WHAT THE EXERCISE ASKS →
Transcribe each entry shown below with no difference from the original.

Stored dataset items:
○ ○ ○

//! Integration tests for call-site checking
//!
//! Drives the full dispatch path the way a host type-checker would: one
//! `check_call` per call expression, a `Reporter` per file, analysis always
//! continuing past diagnostics.

use pretty_assertions::assert_eq;
use quantcheck::common::Span;
use quantcheck::diagnostics::{Reporter, SourceFile, UnitDiagnostic};
use quantcheck::types::units::si;
use quantcheck::{QuantityPlugin, Type};

fn reporter() -> Reporter {
    let _ = tracing_subscriber::fmt()
        .with_env_filter(tracing_subscriber::EnvFilter::from_default_env())
        .with_test_writer()
        .try_init();
    Reporter::new(SourceFile::new(
        "example.py",
        "x + y\nd = x / t\nv * t\nx < y\n",
    ))
}

fn meters(payload: Type) -> Type {
    Type::with_unit(payload, si::meter())
}

fn seconds(payload: Type) -> Type {
    Type::with_unit(payload, si::second())
}

// ==================== Additive Tests ====================

#[test]
fn test_adding_meters_to_seconds_is_reported() {
    let plugin = QuantityPlugin::new();
    let mut reporter = reporter();

    let args = [meters(Type::Int), seconds(Type::Int)];
    let result = plugin.check_call(
        "builtins.int.__add__",
        &args,
        Type::Int,
        Span::new(0, 5),
        &mut reporter,
    );

    assert_eq!(result, Type::Error);
    assert_eq!(reporter.error_count(), 1);
    assert!(matches!(
        reporter.errors()[0],
        UnitDiagnostic::IncompatibleAdd { .. }
    ));
}

#[test]
fn test_analysis_continues_after_a_mismatch() {
    let plugin = QuantityPlugin::new();
    let mut reporter = reporter();

    let bad = [meters(Type::Int), seconds(Type::Int)];
    plugin.check_call(
        "builtins.int.__add__",
        &bad,
        Type::Int,
        Span::new(0, 5),
        &mut reporter,
    );

    // a later, well-unitted call site still checks normally
    let good = [meters(Type::Int), meters(Type::Int)];
    let result = plugin.check_call(
        "builtins.int.__add__",
        &good,
        Type::Int,
        Span::new(6, 11),
        &mut reporter,
    );

    assert_eq!(result, meters(Type::Int));
    assert_eq!(reporter.error_count(), 1);
}

#[test]
fn test_adding_equal_units_keeps_the_unit() {
    let plugin = QuantityPlugin::new();
    let mut reporter = reporter();

    let args = [meters(Type::Int), meters(Type::Int)];
    let result = plugin.check_call(
        "builtins.int.__add__",
        &args,
        Type::Int,
        Span::dummy(),
        &mut reporter,
    );

    assert_eq!(result, meters(Type::Int));
    assert!(!reporter.has_errors());
}

#[test]
fn test_meter_plus_centimeter_needs_explicit_conversion() {
    let plugin = QuantityPlugin::new();
    let mut reporter = reporter();

    let cm = Type::with_unit(
        Type::Int,
        plugin.units().resolve("cm").expect("cm is defined"),
    );
    let args = [meters(Type::Int), cm.clone()];
    let result = plugin.check_call(
        "builtins.int.__add__",
        &args,
        Type::Int,
        Span::dummy(),
        &mut reporter,
    );

    // no implicit rescale, even though both are lengths
    assert_eq!(result, Type::Error);
    assert!(reporter.has_errors());

    // the documented fix: multiply by a value annotated m/cm, then add
    let mut reporter = self::reporter();
    let m_per_cm = Type::with_unit(
        Type::Float,
        si::meter().divide(&plugin.units().resolve("cm").unwrap()),
    );
    let scaled = plugin.check_call(
        "builtins.int.__mul__",
        &[cm, m_per_cm],
        Type::Float,
        Span::dummy(),
        &mut reporter,
    );
    assert_eq!(scaled, meters(Type::Float));

    let result = plugin.check_call(
        "builtins.float.__add__",
        &[meters(Type::Int), scaled],
        Type::Float,
        Span::dummy(),
        &mut reporter,
    );
    assert_eq!(result, meters(Type::Float));
    assert!(!reporter.has_errors());
}

// ==================== Fail-Open Tests ====================

#[test]
fn test_plain_operand_passes_through() {
    let plugin = QuantityPlugin::new();
    let mut reporter = reporter();

    let args = [Type::Int, meters(Type::Int)];
    let result = plugin.check_call(
        "builtins.int.__add__",
        &args,
        Type::Int,
        Span::dummy(),
        &mut reporter,
    );

    assert_eq!(result, Type::Int);
    assert!(!reporter.has_errors());
}

#[test]
fn test_unregistered_callee_keeps_default_type() {
    let plugin = QuantityPlugin::new();
    let mut reporter = reporter();

    assert!(plugin.get_function_hook("builtins.len").is_none());

    let args = [meters(Type::Int)];
    let result = plugin.check_call(
        "builtins.len",
        &args,
        Type::Int,
        Span::dummy(),
        &mut reporter,
    );

    assert_eq!(result, Type::Int);
    assert!(!reporter.has_errors());
}

// ==================== Multiplicative Tests ====================

#[test]
fn test_multiplication_cancels_dimensions() {
    let plugin = QuantityPlugin::new();
    let mut reporter = reporter();

    // velocity * time = distance
    let velocity = Type::with_unit(Type::Float, si::meter().divide(&si::second()));
    let args = [velocity, seconds(Type::Float)];
    let result = plugin.check_call(
        "builtins.float.__mul__",
        &args,
        Type::Float,
        Span::dummy(),
        &mut reporter,
    );

    assert_eq!(result, meters(Type::Float));
    assert!(!reporter.has_errors());
}

#[test]
fn test_division_computes_quotient_unit() {
    let plugin = QuantityPlugin::new();
    let mut reporter = reporter();

    let args = [meters(Type::Float), seconds(Type::Float)];
    let result = plugin.check_call(
        "builtins.float.__truediv__",
        &args,
        Type::Float,
        Span::dummy(),
        &mut reporter,
    );

    let velocity = Type::with_unit(Type::Float, si::meter().divide(&si::second()));
    assert_eq!(result, velocity);
}

#[test]
fn test_full_cancellation_drops_the_annotation() {
    let plugin = QuantityPlugin::new();
    let mut reporter = reporter();

    let args = [meters(Type::Float), meters(Type::Float)];
    let result = plugin.check_call(
        "builtins.float.__truediv__",
        &args,
        Type::Float,
        Span::dummy(),
        &mut reporter,
    );

    // m / m is a pure number
    assert_eq!(result, Type::Float);
}

#[test]
fn test_chained_result_feeds_the_next_check() {
    let plugin = QuantityPlugin::new();
    let mut reporter = reporter();

    // (m/s * s) + m : the multiplicative result participates in the addition
    let velocity = Type::with_unit(Type::Float, si::meter().divide(&si::second()));
    let distance = plugin.check_call(
        "builtins.float.__mul__",
        &[velocity, seconds(Type::Float)],
        Type::Float,
        Span::dummy(),
        &mut reporter,
    );

    let result = plugin.check_call(
        "builtins.float.__add__",
        &[distance, meters(Type::Float)],
        Type::Float,
        Span::dummy(),
        &mut reporter,
    );

    assert_eq!(result, meters(Type::Float));
    assert!(!reporter.has_errors());
}

// ==================== Comparison Tests ====================

#[test]
fn test_comparing_mismatched_units_is_reported_but_stays_bool() {
    let plugin = QuantityPlugin::new();
    let mut reporter = reporter();

    let args = [meters(Type::Int), seconds(Type::Int)];
    let result = plugin.check_call(
        "builtins.int.__lt__",
        &args,
        Type::Bool,
        Span::new(18, 23),
        &mut reporter,
    );

    assert_eq!(result, Type::Bool);
    assert_eq!(reporter.error_count(), 1);
    assert!(matches!(
        reporter.errors()[0],
        UnitDiagnostic::IncompatibleCompare { .. }
    ));
}

#[test]
fn test_comparing_equal_units_is_silent() {
    let plugin = QuantityPlugin::new();
    let mut reporter = reporter();

    let args = [meters(Type::Int), meters(Type::Int)];
    let result = plugin.check_call(
        "builtins.int.__ge__",
        &args,
        Type::Bool,
        Span::dummy(),
        &mut reporter,
    );

    assert_eq!(result, Type::Bool);
    assert!(!reporter.has_errors());
}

○ ○ ○

SOLUTION FOR THIS PROBLEM →
//! Integration tests for call-site checking
//!
//! Drives the full dispatch path the way a host type-checker would: one
//! `check_call` per call expression, a `Reporter` per file, analysis always
//! continuing past diagnostics.

use pretty_assertions::assert_eq;
use quantcheck::common::Span;
use quantcheck::diagnostics::{Reporter, SourceFile, UnitDiagnostic};
use quantcheck::types::units::si;
use quantcheck::{QuantityPlugin, Type};

fn reporter() -> Reporter {
    let _ = tracing_subscriber::fmt()
        .with_env_filter(tracing_subscriber::EnvFilter::from_default_env())
        .with_test_writer()
        .try_init();
    Reporter::new(SourceFile::new(
        "example.py",
        "x + y\nd = x / t\nv * t\nx < y\n",
    ))
}

fn meters(payload: Type) -> Type {
    Type::with_unit(payload, si::meter())
}

fn seconds(payload: Type) -> Type {
    Type::with_unit(payload, si::second())
}

// ==================== Additive Tests ====================

#[test]
fn test_adding_meters_to_seconds_is_reported() {
    let plugin = QuantityPlugin::new();
    let mut reporter = reporter();

    let args = [meters(Type::Int), seconds(Type::Int)];
    let result = plugin.check_call(
        "builtins.int.__add__",
        &args,
        Type::Int,
        Span::new(0, 5),
        &mut reporter,
    );

    assert_eq!(result, Type::Error);
    assert_eq!(reporter.error_count(), 1);
    assert!(matches!(
        reporter.errors()[0],
        UnitDiagnostic::IncompatibleAdd { .. }
    ));
}

#[test]
fn test_analysis_continues_after_a_mismatch() {
    let plugin = QuantityPlugin::new();
    let mut reporter = reporter();

    let bad = [meters(Type::Int), seconds(Type::Int)];
    plugin.check_call(
        "builtins.int.__add__",
        &bad,
        Type::Int,
        Span::new(0, 5),
        &mut reporter,
    );

    // a later, well-unitted call site still checks normally
    let good = [meters(Type::Int), meters(Type::Int)];
    let result = plugin.check_call(
        "builtins.int.__add__",
        &good,
        Type::Int,
        Span::new(6, 11),
        &mut reporter,
    );

    assert_eq!(result, meters(Type::Int));
    assert_eq!(reporter.error_count(), 1);
}

#[test]
fn test_adding_equal_units_keeps_the_unit() {
    let plugin = QuantityPlugin::new();
    let mut reporter = reporter();

    let args = [meters(Type::Int), meters(Type::Int)];
    let result = plugin.check_call(
        "builtins.int.__add__",
        &args,
        Type::Int,
        Span::dummy(),
        &mut reporter,
    );

    assert_eq!(result, meters(Type::Int));
    assert!(!reporter.has_errors());
}

#[test]
fn test_meter_plus_centimeter_needs_explicit_conversion() {
    let plugin = QuantityPlugin::new();
    let mut reporter = reporter();

    let cm = Type::with_unit(
        Type::Int,
        plugin.units().resolve("cm").expect("cm is defined"),
    );
    let args = [meters(Type::Int), cm.clone()];
    let result = plugin.check_call(
        "builtins.int.__add__",
        &args,
        Type::Int,
        Span::dummy(),
        &mut reporter,
    );

    // no implicit rescale, even though both are lengths
    assert_eq!(result, Type::Error);
    assert!(reporter.has_errors());

    // the documented fix: multiply by a value annotated m/cm, then add
    let mut reporter = self::reporter();
    let m_per_cm = Type::with_unit(
        Type::Float,
        si::meter().divide(&plugin.units().resolve("cm").unwrap()),
    );
    let scaled = plugin.check_call(
        "builtins.int.__mul__",
        &[cm, m_per_cm],
        Type::Float,
        Span::dummy(),
        &mut reporter,
    );
    assert_eq!(scaled, meters(Type::Float));

    let result = plugin.check_call(
        "builtins.float.__add__",
        &[meters(Type::Int), scaled],
        Type::Float,
        Span::dummy(),
        &mut reporter,
    );
    assert_eq!(result, meters(Type::Float));
    assert!(!reporter.has_errors());
}

// ==================== Fail-Open Tests ====================

#[test]
fn test_plain_operand_passes_through() {
    let plugin = QuantityPlugin::new();
    let mut reporter = reporter();

    let args = [Type::Int, meters(Type::Int)];
    let result = plugin.check_call(
        "builtins.int.__add__",
        &args,
        Type::Int,
        Span::dummy(),
        &mut reporter,
    );

    assert_eq!(result, Type::Int);
    assert!(!reporter.has_errors());
}

#[test]
fn test_unregistered_callee_keeps_default_type() {
    let plugin = QuantityPlugin::new();
    let mut reporter = reporter();

    assert!(plugin.get_function_hook("builtins.len").is_none());

    let args = [meters(Type::Int)];
    let result = plugin.check_call(
        "builtins.len",
        &args,
        Type::Int,
        Span::dummy(),
        &mut reporter,
    );

    assert_eq!(result, Type::Int);
    assert!(!reporter.has_errors());
}

// ==================== Multiplicative Tests ====================

#[test]
fn test_multiplication_cancels_dimensions() {
    let plugin = QuantityPlugin::new();
    let mut reporter = reporter();

    // velocity * time = distance
    let velocity = Type::with_unit(Type::Float, si::meter().divide(&si::second()));
    let args = [velocity, seconds(Type::Float)];
    let result = plugin.check_call(
        "builtins.float.__mul__",
        &args,
        Type::Float,
        Span::dummy(),
        &mut reporter,
    );

    assert_eq!(result, meters(Type::Float));
    assert!(!reporter.has_errors());
}

#[test]
fn test_division_computes_quotient_unit() {
    let plugin = QuantityPlugin::new();
    let mut reporter = reporter();

    let args = [meters(Type::Float), seconds(Type::Float)];
    let result = plugin.check_call(
        "builtins.float.__truediv__",
        &args,
        Type::Float,
        Span::dummy(),
        &mut reporter,
    );

    let velocity = Type::with_unit(Type::Float, si::meter().divide(&si::second()));
    assert_eq!(result, velocity);
}

#[test]
fn test_full_cancellation_drops_the_annotation() {
    let plugin = QuantityPlugin::new();
    let mut reporter = reporter();

    let args = [meters(Type::Float), meters(Type::Float)];
    let result = plugin.check_call(
        "builtins.float.__truediv__",
        &args,
        Type::Float,
        Span::dummy(),
        &mut reporter,
    );

    // m / m is a pure number
    assert_eq!(result, Type::Float);
}

#[test]
fn test_chained_result_feeds_the_next_check() {
    let plugin = QuantityPlugin::new();
    let mut reporter = reporter();

    // (m/s * s) + m : the multiplicative result participates in the addition
    let velocity = Type::with_unit(Type::Float, si::meter().divide(&si::second()));
    let distance = plugin.check_call(
        "builtins.float.__mul__",
        &[velocity, seconds(Type::Float)],
        Type::Float,
        Span::dummy(),
        &mut reporter,
    );

    let result = plugin.check_call(
        "builtins.float.__add__",
        &[distance, meters(Type::Float)],
        Type::Float,
        Span::dummy(),
        &mut reporter,
    );

    assert_eq!(result, meters(Type::Float));
    assert!(!reporter.has_errors());
}

// ==================== Comparison Tests ====================

#[test]
fn test_comparing_mismatched_units_is_reported_but_stays_bool() {
    let plugin = QuantityPlugin::new();
    let mut reporter = reporter();

    let args = [meters(Type::Int), seconds(Type::Int)];
    let result = plugin.check_call(
        "builtins.int.__lt__",
        &args,
        Type::Bool,
        Span::new(18, 23),
        &mut reporter,
    );

    assert_eq!(result, Type::Bool);
    assert_eq!(reporter.error_count(), 1);
    assert!(matches!(
        reporter.errors()[0],
        UnitDiagnostic::IncompatibleCompare { .. }
    ));
}

#[test]
fn test_comparing_equal_units_is_silent() {
    let plugin = QuantityPlugin::new();
    let mut reporter = reporter();

    let args = [meters(Type::Int), meters(Type::Int)];
    let result = plugin.check_call(
        "builtins.int.__ge__",
        &args,
        Type::Bool,
        Span::dummy(),
        &mut reporter,
    );

    assert_eq!(result, Type::Bool);
    assert!(!reporter.has_errors());
}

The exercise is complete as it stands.